By studying the careers and the familial and the patron-client networks built by three itinerant officials: Alberto Bertodano (b.1660 – d.1736), Antonio de Benavides (b. 1678 – 1762) and Antonio José Álvarez de Abreu (b. 1688 – d. 1759). The project will enhance our understanding of how different parts of the Spanish world contributed to the formation and transformation of institutions and personnel associated with imperial reform. As such, we aim to problematize our understanding of the relationship between sites traditionally described as centres and peripheries. The project will do this by addressing five key questions:

  1. How did itinerant royal officials’ conceptualise the various sites of empire?

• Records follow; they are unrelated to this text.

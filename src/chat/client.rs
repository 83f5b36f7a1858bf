//! HTTP chat completion client (Ollama and `OpenAI`-compatible)

use async_trait::async_trait;
use secrecy::{ExposeSecret, SecretString};
use serde::{Deserialize, Serialize};

use super::{ChatCompleter, ChatMessage, build_messages};
use crate::config::{ChatConfig, ChatProvider};
use crate::{Error, Result};

#[derive(Serialize)]
struct ChatRequest<'a> {
    model: &'a str,
    messages: &'a [ChatMessage],
    #[serde(skip_serializing_if = "Option::is_none")]
    stream: Option<bool>,
}

/// Ollama `/api/chat` response
#[derive(Deserialize)]
struct OllamaResponse {
    message: ChatMessage,
}

/// `OpenAI` `/chat/completions` response
#[derive(Deserialize)]
struct OpenAiResponse {
    choices: Vec<OpenAiChoice>,
}

#[derive(Deserialize)]
struct OpenAiChoice {
    message: ChatMessage,
}

/// Chat backend reached over HTTP
pub struct ChatClient {
    client: reqwest::Client,
    base_url: String,
    model: String,
    api_key: Option<SecretString>,
    provider: ChatProvider,
}

impl ChatClient {
    /// Client for a local or remote Ollama server
    #[must_use]
    pub fn new_ollama(base_url: String, model: String) -> Self {
        Self {
            client: reqwest::Client::new(),
            base_url,
            model,
            api_key: None,
            provider: ChatProvider::Ollama,
        }
    }

    /// Client for an `OpenAI`-compatible server
    #[must_use]
    pub fn new_openai(base_url: String, model: String, api_key: Option<SecretString>) -> Self {
        Self {
            client: reqwest::Client::new(),
            base_url,
            model,
            api_key,
            provider: ChatProvider::OpenAi,
        }
    }

    #[must_use]
    pub fn from_config(config: &ChatConfig) -> Self {
        match config.provider {
            ChatProvider::Ollama => Self::new_ollama(config.base_url.clone(), config.model.clone()),
            ChatProvider::OpenAi => Self::new_openai(
                config.base_url.clone(),
                config.model.clone(),
                config
                    .api_key
                    .as_ref()
                    .map(|k| SecretString::from(k.expose_secret().to_owned())),
            ),
        }
    }

    fn authorize(&self, request: reqwest::RequestBuilder) -> reqwest::RequestBuilder {
        match &self.api_key {
            Some(key) => request.bearer_auth(key.expose_secret()),
            None => request,
        }
    }

    async fn complete_ollama(&self, messages: &[ChatMessage]) -> Result<String> {
        let request = ChatRequest {
            model: &self.model,
            messages,
            stream: Some(false),
        };

        let response = self
            .client
            .post(format!("{}/api/chat", self.base_url))
            .json(&request)
            .send()
            .await
            .map_err(|e| {
                tracing::error!(error = %e, url = %self.base_url, "Ollama request failed");
                e
            })?;

        if !response.status().is_success() {
            let status = response.status();
            let body = response.text().await.unwrap_or_default();
            tracing::error!(status = %status, body = %body, "Ollama API error");
            return Err(Error::Chat(format!("Ollama error {status}: {body}")));
        }

        let parsed: OllamaResponse = response
            .json()
            .await
            .map_err(|e| Error::Chat(format!("malformed Ollama response: {e}")))?;

        Ok(parsed.message.content)
    }

    async fn complete_openai(&self, messages: &[ChatMessage]) -> Result<String> {
        let request = ChatRequest {
            model: &self.model,
            messages,
            stream: None,
        };

        let response = self
            .authorize(
                self.client
                    .post(format!("{}/chat/completions", self.base_url)),
            )
            .json(&request)
            .send()
            .await
            .map_err(|e| {
                tracing::error!(error = %e, url = %self.base_url, "chat completion request failed");
                e
            })?;

        if !response.status().is_success() {
            let status = response.status();
            let body = response.text().await.unwrap_or_default();
            tracing::error!(status = %status, body = %body, "chat completion API error");
            return Err(Error::Chat(format!("chat completion error {status}: {body}")));
        }

        let parsed: OpenAiResponse = response
            .json()
            .await
            .map_err(|e| Error::Chat(format!("malformed chat completion response: {e}")))?;

        parsed
            .choices
            .into_iter()
            .next()
            .map(|choice| choice.message.content)
            .ok_or_else(|| Error::Chat("chat completion returned no choices".to_string()))
    }
}

#[async_trait]
impl ChatCompleter for ChatClient {
    async fn complete(&self, utterance: &str, context: &str) -> Result<String> {
        let messages = build_messages(utterance, context);
        tracing::debug!(
            model = %self.model,
            context_chars = context.len(),
            "requesting chat completion"
        );

        let reply = match self.provider {
            ChatProvider::Ollama => self.complete_ollama(&messages).await?,
            ChatProvider::OpenAi => self.complete_openai(&messages).await?,
        };

        tracing::debug!(reply_chars = reply.len(), "chat completion received");
        Ok(reply)
    }

    async fn probe(&self) -> Result<()> {
        let url = match self.provider {
            ChatProvider::Ollama => format!("{}/api/tags", self.base_url),
            ChatProvider::OpenAi => format!("{}/models", self.base_url),
        };

        let response = self.authorize(self.client.get(&url)).send().await?;
        if !response.status().is_success() {
            return Err(Error::Chat(format!(
                "chat backend not ready: {}",
                response.status()
            )));
        }

        Ok(())
    }

    fn model(&self) -> &str {
        &self.model
    }
}
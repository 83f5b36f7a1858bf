//! Terminal chat shell
//!
//! Typed lines are sent as text turns. An empty line records a clip from
//! the microphone when recognition is enabled. `/quit` ends the session.

use std::io::Write;
use std::time::Duration;

use tokio::io::{AsyncBufReadExt, BufReader};

use crate::conversation::{Conversation, Orchestrator, TurnOutcome};
use crate::voice::{AudioArtifact, AudioCapture, AudioPlayback};
use crate::{Error, Result};

/// Interactive single-session chat on stdin/stdout
pub struct ChatShell {
    orchestrator: Orchestrator,
    speak: bool,
    record_for: Duration,
}

impl ChatShell {
    #[must_use]
    pub const fn new(orchestrator: Orchestrator) -> Self {
        Self {
            orchestrator,
            speak: false,
            record_for: Duration::from_secs(5),
        }
    }

    /// Play synthesized replies on the default output device
    #[must_use]
    pub const fn speak(mut self, speak: bool) -> Self {
        self.speak = speak;
        self
    }

    /// Length of microphone recordings
    #[must_use]
    pub const fn record_for(mut self, duration: Duration) -> Self {
        self.record_for = duration;
        self
    }

    /// Run until EOF or `/quit`
    ///
    /// # Errors
    ///
    /// Returns error if stdin cannot be read
    pub async fn run(self) -> Result<()> {
        let mut conversation = self.orchestrator.start_conversation();
        let mut lines = BufReader::new(tokio::io::stdin()).lines();

        for message in conversation.messages() {
            println!("{}> {}", message.role(), message.content());
        }

        loop {
            print!("user> ");
            std::io::stdout().flush()?;

            let Some(line) = lines.next_line().await? else {
                println!();
                break;
            };

            let input = line.trim();
            if matches!(input, "/quit" | "/exit") {
                break;
            }

            let turn = if input.is_empty() {
                if self.orchestrator.transcription().is_none() {
                    println!("(speech recognition is disabled; type a message)");
                    continue;
                }
                self.voice_turn(&mut conversation).await
            } else {
                self.orchestrator
                    .submit_text(&mut conversation, line.clone())
                    .await
            };

            match turn {
                Ok(outcome) => self.render(outcome).await,
                Err(e) => {
                    tracing::debug!(error = %e, "turn failed");
                    println!("error: {e}");
                }
            }
        }

        tracing::info!(
            session = %conversation.id(),
            messages = conversation.len(),
            "chat session ended"
        );
        Ok(())
    }

    async fn voice_turn(&self, conversation: &mut Conversation) -> Result<TurnOutcome> {
        println!("(listening for {}s...)", self.record_for.as_secs());

        let duration = self.record_for;
        let clip = tokio::task::spawn_blocking(move || {
            let mut capture = AudioCapture::new()?;
            capture.record_for(duration)
        })
        .await
        .map_err(|e| Error::Audio(e.to_string()))??;

        let outcome = self.orchestrator.submit_audio(conversation, &clip).await?;
        println!("(heard) {}", outcome.user.content());
        if let Some(reason) = &outcome.recognition_error {
            tracing::debug!(reason = %reason, "recognition failed");
            if reason.is_transient() {
                println!("(speech service unavailable: {reason}; press Enter to record again)");
            }
        }
        Ok(outcome)
    }

    async fn render(&self, outcome: TurnOutcome) {
        println!("{}> {}", outcome.assistant.role(), outcome.assistant.content());

        for warning in &outcome.warnings {
            println!("warning: {warning}");
        }

        if let Some(artifact) = outcome.audio {
            if self.speak {
                if let Err(e) = play(artifact).await {
                    println!("warning: {e}");
                }
            }
        }
    }
}

/// Play an artifact off the async runtime; the file is removed either way
async fn play(artifact: AudioArtifact) -> Result<()> {
    let played = tokio::task::spawn_blocking(move || {
        artifact.play_with(|bytes, format| AudioPlayback::new()?.play(bytes, format))
    })
    .await
    .map_err(|e| Error::Audio(e.to_string()))?;

    if let Some(cleanup) = played.cleanup {
        println!("warning: {cleanup}");
    }
    played.outcome
}
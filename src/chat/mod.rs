//! Chat completion backend
//!
//! Each request carries two messages: a system message with the serialized
//! conversation and a user message with the new utterance.

mod client;

pub use client::ChatClient;

use async_trait::async_trait;
use serde::{Deserialize, Serialize};

use crate::Result;

/// One message on the wire
#[derive(Debug, Clone, PartialEq, Eq, Serialize, Deserialize)]
pub struct ChatMessage {
    pub role: String,
    pub content: String,
}

impl ChatMessage {
    #[must_use]
    pub fn system(content: impl Into<String>) -> Self {
        Self {
            role: "system".to_string(),
            content: content.into(),
        }
    }

    #[must_use]
    pub fn user(content: impl Into<String>) -> Self {
        Self {
            role: "user".to_string(),
            content: content.into(),
        }
    }
}

/// Build the request messages for one completion
#[must_use]
pub fn build_messages(utterance: &str, context: &str) -> Vec<ChatMessage> {
    vec![
        ChatMessage::system(format!("Previous conversation:\n{context}")),
        ChatMessage::user(utterance),
    ]
}

/// Generates assistant replies
#[async_trait]
pub trait ChatCompleter: Send + Sync {
    /// Complete `utterance` given the serialized conversation `context`
    ///
    /// # Errors
    ///
    /// Returns [`crate::Error::Chat`] or a transport error if the backend fails
    async fn complete(&self, utterance: &str, context: &str) -> Result<String>;

    /// Check that the backend is reachable
    ///
    /// # Errors
    ///
    /// Returns error if the backend does not answer
    async fn probe(&self) -> Result<()>;

    /// Model name
    fn model(&self) -> &str;
}
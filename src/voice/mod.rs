//! Voice processing
//!
//! Recognition and synthesis adapters over HTTP providers, scoped
//! temporary audio files, plus local microphone capture and playback for
//! the terminal shell.

mod artifact;
mod capture;
mod format;
mod playback;
mod stt;
mod synthesis;
mod transcription;
mod tts;

pub use artifact::{AudioArtifact, CleanupWarning, Played};
#[cfg(test)]
pub(crate) use artifact::staged_copies;
pub use capture::{AudioCapture, SAMPLE_RATE, samples_to_wav};
pub use format::AudioFormat;
pub use playback::{AudioPlayback, Pcm};
pub use stt::{RecognitionError, SpeechToText, Transcriber};
pub use synthesis::SpeechSynthesisAdapter;
pub use transcription::{Transcription, TranscriptionAdapter, wav_rms};
pub use tts::{Synthesizer, TextToSpeech};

How did these ideas contribute to the broader construction of a place in the official imagination?
  2. How did career stage and posting influence the ways in which royal officials perceived of
    themselves and their professional and economic aspirations?
  3. To what extent did the views, comments and actions of these royal officials (i) reflect changes in their way of understanding or thinking about the Spanish Empire as a whole, and (ii) correlate with the principles underpinning early-Bourbon reformism?
  4. How did the personal and professional networks contribute to the development of new social groups and institutions strongly associated with Bourbon rule, and through this, to binding together the Spanish Empire?
  5. How did the lives and careers of these itinerant royal officials reflect the creation of imperial reality on an every-day, local level? What, in turn, does this tell us about the complex, hierarchical structures of composite early modern empires?

Trajectories of Reforms challenges our tendency to study ‘composite monarchies’ as sets of bilateral relations between a dominant centre and multiple peripheries, highlighting both the dialogic nature of these relations and the importance of periphery-periphery connections and interactions at the eighteenth-century Spanish World. The project seeks to encourage not only academic audiences to think about Early Bourbon reforms, but it also target non-academic audiences, primarily in the Hispanic world but also in the UK, to change their assumptions about Latin America’s early modern history.